Ainsi parlait mon bon maître, debout sur son échelle. Mais M. Nicodème se bouchait les oreilles pour ne pas l’entendre et criait au cynisme.

— Ciel ! soupirait-il, quoi de plus dégoûtant qu’une femme nue, et quelle honte de s’accommoder, comme fait cet abbé, de l’immoralité, qui est la fin d’un pays, car les peuples ne subsistent que par la pureté des mœurs !

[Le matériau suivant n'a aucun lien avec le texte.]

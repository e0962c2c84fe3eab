use thiserror::Error;

/// Main error type for the Ethereum block scanner
#[derive(Error, Debug)]
pub enum ScannerError {
    #[error("Upstream error: {0}")]
    Upstream(#[from] RpcError),

    #[error("Malformed response: {0}")]
    MalformedResponse(String),

    #[error("Invalid input: {0}")]
    InvalidInput(#[from] ValidationError),

    #[error("Configuration error: {0}")]
    Config(#[from] ConfigError),

    #[error("Operation cancelled")]
    Cancelled,
}

/// Node transport and protocol errors
#[derive(Error, Debug)]
pub enum RpcError {
    #[error("HTTP request failed: {0}")]
    Http(#[from] reqwest::Error),

    #[error("Timeout after {seconds} seconds")]
    Timeout { seconds: u64 },

    #[error("Connection failed: {0}")]
    Connection(String),

    #[error("HTTP status {status} returned by node")]
    Status { status: u16 },

    #[error("RPC method error: code={code}, message={message}")]
    Method { code: i64, message: String },

    #[error("No result in response to {method}")]
    MissingResult { method: String },

    #[error("Block not found: {block_number}")]
    BlockNotFound { block_number: u64 },
}

/// Rejected query parameters
#[derive(Error, Debug, PartialEq, Eq)]
pub enum ValidationError {
    #[error("Address must not be empty")]
    EmptyAddress,

    #[error("Block range must not be negative: {0}")]
    NegativeBlockRange(i64),
}

/// Configuration errors
#[derive(Error, Debug)]
pub enum ConfigError {
    #[error("Invalid configuration value for {key}: {value}")]
    InvalidValue { key: String, value: String },

    #[error("Configuration file not found: {0}")]
    FileNotFound(String),

    #[error("Configuration parsing failed: {0}")]
    Parsing(String),

    #[error("Invalid URL format: {0}")]
    InvalidUrl(String),
}

pub type Result<T> = std::result::Result<T, ScannerError>;

/// Error severity levels for logging
#[derive(Debug, Clone, Copy, PartialEq, Eq)]
pub enum ErrorSeverity {
    /// Requires operator attention, the process cannot do useful work
    Critical,
    /// Node unreachable or rejecting requests
    High,
    /// Transient or node-side data problems
    Medium,
    /// Caller mistakes and shutdown noise
    Low,
}

impl ScannerError {
    /// Get the severity level of an error
    pub fn severity(&self) -> ErrorSeverity {
        match self {
            ScannerError::Config(_) => ErrorSeverity::Critical,

            ScannerError::Upstream(RpcError::Connection(_)) => ErrorSeverity::High,
            ScannerError::Upstream(RpcError::Status { .. }) => ErrorSeverity::High,

            ScannerError::Upstream(RpcError::Timeout { .. }) => ErrorSeverity::Medium,
            ScannerError::Upstream(_) => ErrorSeverity::Medium,
            ScannerError::MalformedResponse(_) => ErrorSeverity::Medium,

            ScannerError::InvalidInput(_) => ErrorSeverity::Low,
            ScannerError::Cancelled => ErrorSeverity::Low,
        }
    }

    /// Whether repeating the same call later can succeed
    pub fn is_recoverable(&self) -> bool {
        match self {
            ScannerError::Upstream(RpcError::Timeout { .. }) => true,
            ScannerError::Upstream(RpcError::Connection(_)) => true,
            ScannerError::Upstream(RpcError::Http(_)) => true,
            ScannerError::Upstream(RpcError::Status { status }) => *status >= 500 || *status == 429,
            ScannerError::Upstream(RpcError::BlockNotFound { .. }) => true,
            ScannerError::Upstream(RpcError::Method { .. }) => false,
            ScannerError::Upstream(RpcError::MissingResult { .. }) => false,

            ScannerError::MalformedResponse(_) => false,
            ScannerError::InvalidInput(_) => false,
            ScannerError::Config(_) => false,
            ScannerError::Cancelled => false,
        }
    }

    /// Short machine-readable name used in API error bodies and structured logs
    pub fn kind(&self) -> &'static str {
        match self {
            ScannerError::Upstream(_) => "upstream_error",
            ScannerError::MalformedResponse(_) => "malformed_response",
            ScannerError::InvalidInput(_) => "invalid_input",
            ScannerError::Config(_) => "config_error",
            ScannerError::Cancelled => "cancelled",
        }
    }
}
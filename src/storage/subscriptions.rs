use std::collections::HashMap;
use std::sync::{PoisonError, RwLock};

use crate::models::{Address, Transaction};
use super::ConcurrentMultiMap;

/// Subscribed addresses and the transactions observed for them
pub trait SubscriptionStore: Send + Sync {
    /// Mark `address` as subscribed. Idempotent; an existing entry keeps its
    /// observed log and its last checked block.
    fn insert_subscriber(&self, address: &Address);

    /// Snapshot of subscribed addresses, in no particular order
    fn all_subscribers(&self) -> Vec<Address>;

    fn is_subscribed(&self, address: &Address) -> bool;

    /// Append to the observed log. Does not require a prior subscription.
    fn record_observed_transaction(&self, address: &Address, tx: Transaction);

    /// Observed log, empty if nothing was recorded
    fn observed_transactions(&self, address: &Address) -> Vec<Transaction>;

    /// Last block the poller matched against this subscriber
    fn last_checked_block(&self, address: &Address) -> Option<u64>;

    /// Remember that `block_number` was matched against this subscriber.
    /// Ignored for addresses that are not subscribed.
    fn mark_checked(&self, address: &Address, block_number: u64);
}

#[derive(Debug, Default)]
pub struct InMemorySubscriptions {
    // Value is the last checked block; `None` until the first poll
    subscribers: RwLock<HashMap<Address, Option<u64>>>,
    observed: ConcurrentMultiMap<Address, Transaction>,
}

impl InMemorySubscriptions {
    pub fn new() -> Self {
        Self::default()
    }

    pub fn subscriber_count(&self) -> usize {
        self.subscribers
            .read()
            .unwrap_or_else(PoisonError::into_inner)
            .len()
    }
}

impl SubscriptionStore for InMemorySubscriptions {
    fn insert_subscriber(&self, address: &Address) {
        self.subscribers
            .write()
            .unwrap_or_else(PoisonError::into_inner)
            .entry(address.clone())
            .or_insert(None);
    }

    fn all_subscribers(&self) -> Vec<Address> {
        self.subscribers
            .read()
            .unwrap_or_else(PoisonError::into_inner)
            .keys()
            .cloned()
            .collect()
    }

    fn is_subscribed(&self, address: &Address) -> bool {
        self.subscribers
            .read()
            .unwrap_or_else(PoisonError::into_inner)
            .contains_key(address)
    }

    fn record_observed_transaction(&self, address: &Address, tx: Transaction) {
        self.observed.put(address.clone(), tx);
    }

    fn observed_transactions(&self, address: &Address) -> Vec<Transaction> {
        self.observed.get(address).unwrap_or_default()
    }

    fn last_checked_block(&self, address: &Address) -> Option<u64> {
        self.subscribers
            .read()
            .unwrap_or_else(PoisonError::into_inner)
            .get(address)
            .copied()
            .flatten()
    }

    fn mark_checked(&self, address: &Address, block_number: u64) {
        let mut subscribers = self.subscribers.write().unwrap_or_else(PoisonError::into_inner);
        if let Some(last_checked) = subscribers.get_mut(address) {
            *last_checked = Some(block_number);
        }
    }
}
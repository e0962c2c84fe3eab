use std::collections::HashMap;
use std::sync::{PoisonError, RwLock};

use crate::models::{Address, Direction, Transaction};
use super::ConcurrentMultiMap;

/// Per-address inbound/outbound ledger with a last-scanned-block watermark
pub trait TransactionHistoryStore: Send + Sync {
    /// Append `tx` to the ledger side given by `direction` and set the
    /// watermark to `block_number`. The watermark write is last-writer-wins;
    /// callers must pass non-decreasing block numbers per address.
    fn record_transaction(
        &self,
        address: &Address,
        block_number: u64,
        tx: Transaction,
        direction: Direction,
    );

    /// Set the watermark without recording a transaction (a block with no matches)
    fn record_scanned_block(&self, address: &Address, block_number: u64);

    /// Highest block incorporated into the ledger, `None` if never scanned
    fn last_scanned_block(&self, address: &Address) -> Option<u64>;

    fn inbound_transactions(&self, address: &Address) -> Vec<Transaction>;

    fn outbound_transactions(&self, address: &Address) -> Vec<Transaction>;

    /// Inbound entries followed by outbound entries
    fn all_transactions(&self, address: &Address) -> Vec<Transaction> {
        let mut transactions = self.inbound_transactions(address);
        transactions.extend(self.outbound_transactions(address));
        transactions
    }
}

/// Process-lifetime ledger. Nothing is ever evicted.
#[derive(Debug, Default)]
pub struct InMemoryTransactionHistory {
    inbound: ConcurrentMultiMap<Address, Transaction>,
    outbound: ConcurrentMultiMap<Address, Transaction>,
    last_scanned: RwLock<HashMap<Address, u64>>,
}

impl InMemoryTransactionHistory {
    pub fn new() -> Self {
        Self::default()
    }

    /// Number of addresses with a watermark
    pub fn tracked_addresses(&self) -> usize {
        self.last_scanned
            .read()
            .unwrap_or_else(PoisonError::into_inner)
            .len()
    }
}

impl TransactionHistoryStore for InMemoryTransactionHistory {
    fn record_transaction(
        &self,
        address: &Address,
        block_number: u64,
        tx: Transaction,
        direction: Direction,
    ) {
        self.record_scanned_block(address, block_number);

        match direction {
            Direction::Inbound => self.inbound.put(address.clone(), tx),
            Direction::Outbound => self.outbound.put(address.clone(), tx),
        }
    }

    fn record_scanned_block(&self, address: &Address, block_number: u64) {
        self.last_scanned
            .write()
            .unwrap_or_else(PoisonError::into_inner)
            .insert(address.clone(), block_number);
    }

    fn last_scanned_block(&self, address: &Address) -> Option<u64> {
        self.last_scanned
            .read()
            .unwrap_or_else(PoisonError::into_inner)
            .get(address)
            .copied()
    }

    fn inbound_transactions(&self, address: &Address) -> Vec<Transaction> {
        self.inbound.get(address).unwrap_or_default()
    }

    fn outbound_transactions(&self, address: &Address) -> Vec<Transaction> {
        self.outbound.get(address).unwrap_or_default()
    }
}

— Il est vrai, monsieur, répondit mon bon maître, que les peuples ne sont forts que lorsqu’ils ont des mœurs ; mais cela s’entend de la communauté des maximes, des sentiments et des passions, et d’une sorte d’obéissance généreuse aux lois, et non pas des bagatelles qui vous occupent. Prenez garde aussi que la pudeur, quand elle n’est pas une grâce, n’est qu’une niaiserie, et que la sombre candeur de vos effarouchements donne un spectacle ridicule, monsieur Nicodème, et quelque peu indécent.

Mais M. Nicodème avait déjà quitté la place.